On May 24, an 18 year old man shot and killed 19 children and two teachers at a school in Uvalde, Texas, before being killed by police. Before that, he had killed his hospitalised grandmother. Ten days before, another 18 year old, a fascist, massacred ten people and injured three in a market in Buffalo, New York.

These crimes and the total inability of the US regime to take any action to prevent further massacres, or to eradicate their more structural causes, are symptomatic of a profound political and social degradation.

Beyond demonstrating the enormous power of the arms industry in the US, or the ultra-reactionary character of the Republican right, these crimes and the government’s response to them underline the increasingly chaotic dynamics of US politics, showing that the conditions remain ripe for new crises such as that of January 6 2021, when hordes of the ultra-right attacked the Capitol in response to Trump’s call to not recognize the result of the elections.

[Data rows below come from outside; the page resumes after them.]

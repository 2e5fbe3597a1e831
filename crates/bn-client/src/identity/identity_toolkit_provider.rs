use crate::identity::{
    IdentityProvider, IdentitySession, ProviderError, ProviderResult,
    toolkit_dto::{
        DeleteRequest, ErrorEnvelope, OobCodeRequest, PasswordRequest, RefreshRequest,
        RefreshResponse, SignInResponse,
    },
    toolkit_messages::{describe, split_code},
};

use bn_config::IdentityConfig;

use std::sync::{Mutex, MutexGuard, PoisonError};
use std::time::Duration;

use async_trait::async_trait;
use log::{debug, info};
use reqwest::Client as ReqwestClient;
use serde::{Serialize, de::DeserializeOwned};

/// Identity provider speaking the Identity Toolkit REST protocol.
///
/// The live identity is held in memory only and ends with the process.
pub struct IdentityToolkitProvider {
    base_url: String,
    token_url: String,
    api_key: String,
    client: ReqwestClient,
    session: Mutex<Option<IdentitySession>>,
}

impl IdentityToolkitProvider {
    /// Create a provider with reqwest's default timeouts
    ///
    /// # Arguments
    /// * `base_url` - Identity Toolkit URL (e.g., "https://identitytoolkit.googleapis.com")
    /// * `token_url` - Secure token URL used for refreshes
    /// * `api_key` - Project API key sent as the `key` query parameter
    pub fn new(base_url: &str, token_url: &str, api_key: &str) -> ProviderResult<Self> {
        Self::build(base_url, token_url, api_key, ReqwestClient::new())
    }

    pub fn with_timeouts(
        base_url: &str,
        token_url: &str,
        api_key: &str,
        connect_timeout: Duration,
        request_timeout: Duration,
    ) -> ProviderResult<Self> {
        let client = ReqwestClient::builder()
            .connect_timeout(connect_timeout)
            .timeout(request_timeout)
            .build()?;

        Self::build(base_url, token_url, api_key, client)
    }

    /// Build from the `[identity]` section. An API key is required.
    pub fn from_config(
        config: &IdentityConfig,
        connect_timeout: Duration,
        request_timeout: Duration,
    ) -> ProviderResult<Self> {
        let api_key = config
            .api_key
            .as_deref()
            .ok_or_else(|| ProviderError::configuration("identity.api_key is not set"))?;

        Self::with_timeouts(
            &config.base_url,
            &config.token_url,
            api_key,
            connect_timeout,
            request_timeout,
        )
    }

    fn build(
        base_url: &str,
        token_url: &str,
        api_key: &str,
        client: ReqwestClient,
    ) -> ProviderResult<Self> {
        if api_key.trim().is_empty() {
            return Err(ProviderError::configuration("API key cannot be empty"));
        }

        Ok(Self {
            base_url: base_url.trim_end_matches('/').to_string(),
            token_url: token_url.trim_end_matches('/').to_string(),
            api_key: api_key.to_string(),
            client,
            session: Mutex::new(None),
        })
    }

    pub fn base_url(&self) -> &str {
        &self.base_url
    }

    /// Snapshot of the live identity
    pub fn session(&self) -> Option<IdentitySession> {
        self.lock().clone()
    }

    fn lock(&self) -> MutexGuard<'_, Option<IdentitySession>> {
        self.session.lock().unwrap_or_else(PoisonError::into_inner)
    }

    fn replace_session(&self, session: Option<IdentitySession>) {
        *self.lock() = session;
    }

    fn accounts_url(&self, action: &str) -> String {
        format!("{}/v1/accounts:{action}?key={}", self.base_url, self.api_key)
    }

    fn token_endpoint(&self) -> String {
        format!("{}/v1/token?key={}", self.token_url, self.api_key)
    }

    /// POST a JSON body and decode the response, rendering toolkit errors
    async fn call<B, R>(&self, url: &str, body: &B) -> ProviderResult<R>
    where
        B: Serialize + ?Sized,
        R: DeserializeOwned,
    {
        let response = self.client.post(url).json(body).send().await?;
        let status = response.status();
        let text = response.text().await?;

        if !status.is_success() {
            return Err(match serde_json::from_str::<ErrorEnvelope>(&text) {
                Ok(envelope) if !envelope.error.message.is_empty() => {
                    let (code, detail) = split_code(&envelope.error.message);
                    ProviderError::rejected(code, describe(code, detail))
                }
                _ => ProviderError::rejected(
                    format!("HTTP_{}", status.as_u16()),
                    format!("An internal error has occurred. [ HTTP {} ]", status.as_u16()),
                ),
            });
        }

        Ok(serde_json::from_str(&text)?)
    }

    async fn password_call(&self, action: &str, email: &str, password: &str) -> ProviderResult<String> {
        let body = PasswordRequest {
            email,
            password,
            return_secure_token: true,
        };
        let response: SignInResponse = self.call(&self.accounts_url(action), &body).await?;

        let identity_id = response.local_id.clone();
        self.replace_session(Some(IdentitySession {
            identity_id: response.local_id,
            email: response.email.unwrap_or_else(|| email.to_string()),
            id_token: response.id_token,
            refresh_token: response.refresh_token,
        }));

        Ok(identity_id)
    }
}

#[async_trait]
impl IdentityProvider for IdentityToolkitProvider {
    async fn create_account(&self, email: &str, password: &str) -> ProviderResult<String> {
        let identity_id = self.password_call("signUp", email, password).await?;
        info!("Created identity {identity_id}");
        Ok(identity_id)
    }

    async fn sign_in(&self, email: &str, password: &str) -> ProviderResult<String> {
        let identity_id = self.password_call("signInWithPassword", email, password).await?;
        debug!("Signed in identity {identity_id}");
        Ok(identity_id)
    }

    async fn send_password_reset_email(&self, email: &str) -> ProviderResult<()> {
        let body = OobCodeRequest {
            request_type: "PASSWORD_RESET",
            email,
        };
        let _: serde_json::Value = self.call(&self.accounts_url("sendOobCode"), &body).await?;
        Ok(())
    }

    async fn delete_account(&self, identity_id: &str) -> ProviderResult<()> {
        let id_token = match self.session() {
            Some(session) if session.identity_id == identity_id => session.id_token,
            _ => return Err(ProviderError::no_current_identity()),
        };

        let body = DeleteRequest {
            id_token: &id_token,
        };
        let _: serde_json::Value = self.call(&self.accounts_url("delete"), &body).await?;

        self.replace_session(None);
        info!("Deleted identity {identity_id}");
        Ok(())
    }

    async fn current_identity_token(&self, force_refresh: bool) -> ProviderResult<Option<String>> {
        let Some(session) = self.session() else {
            return Ok(None);
        };

        if !force_refresh {
            return Ok(Some(session.id_token));
        }

        let body = RefreshRequest {
            grant_type: "refresh_token",
            refresh_token: &session.refresh_token,
        };
        let response: RefreshResponse = self.call(&self.token_endpoint(), &body).await?;

        if response
            .user_id
            .as_deref()
            .is_some_and(|user_id| user_id != session.identity_id)
        {
            return Err(ProviderError::decode(
                "refreshed token belongs to a different identity",
            ));
        }

        let id_token = response.id_token.clone();
        self.replace_session(Some(IdentitySession {
            id_token: response.id_token,
            refresh_token: response.refresh_token,
            ..session
        }));

        Ok(Some(id_token))
    }

    fn current_identity_id(&self) -> Option<String> {
        self.lock().as_ref().map(|s| s.identity_id.clone())
    }

    fn sign_out(&self) {
        self.replace_session(None);
    }
}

The reactionary cult of firearms

With an annual homicide rate of 5.4 per 100 thousand inhabitants in 2019, the US is well below the worst countries with the worst rates, El Salvador (48.7) and Venezuela (39). However, this rate is far higher than in other industrialised countries such as Canada (1.5), Australia (1.3), the UK (0.5) and Germany (0.7). The contrast is even greater regarding mass shootings, which are virtually non-existent in other industrialised countries. Despite the rarity of such crimes, in the UK, Australia, Canada and New Zealand, laws restricting access to high-calibre weapons were adopted following mass shootings between 1996 and 2020. In the US, over 2.600 shootings (those with four or more people wounded excluding the attacker) took place between 2013 and 2020, and they continue to rise, the annual rate of mass shootings doubling between 2017 and 2021.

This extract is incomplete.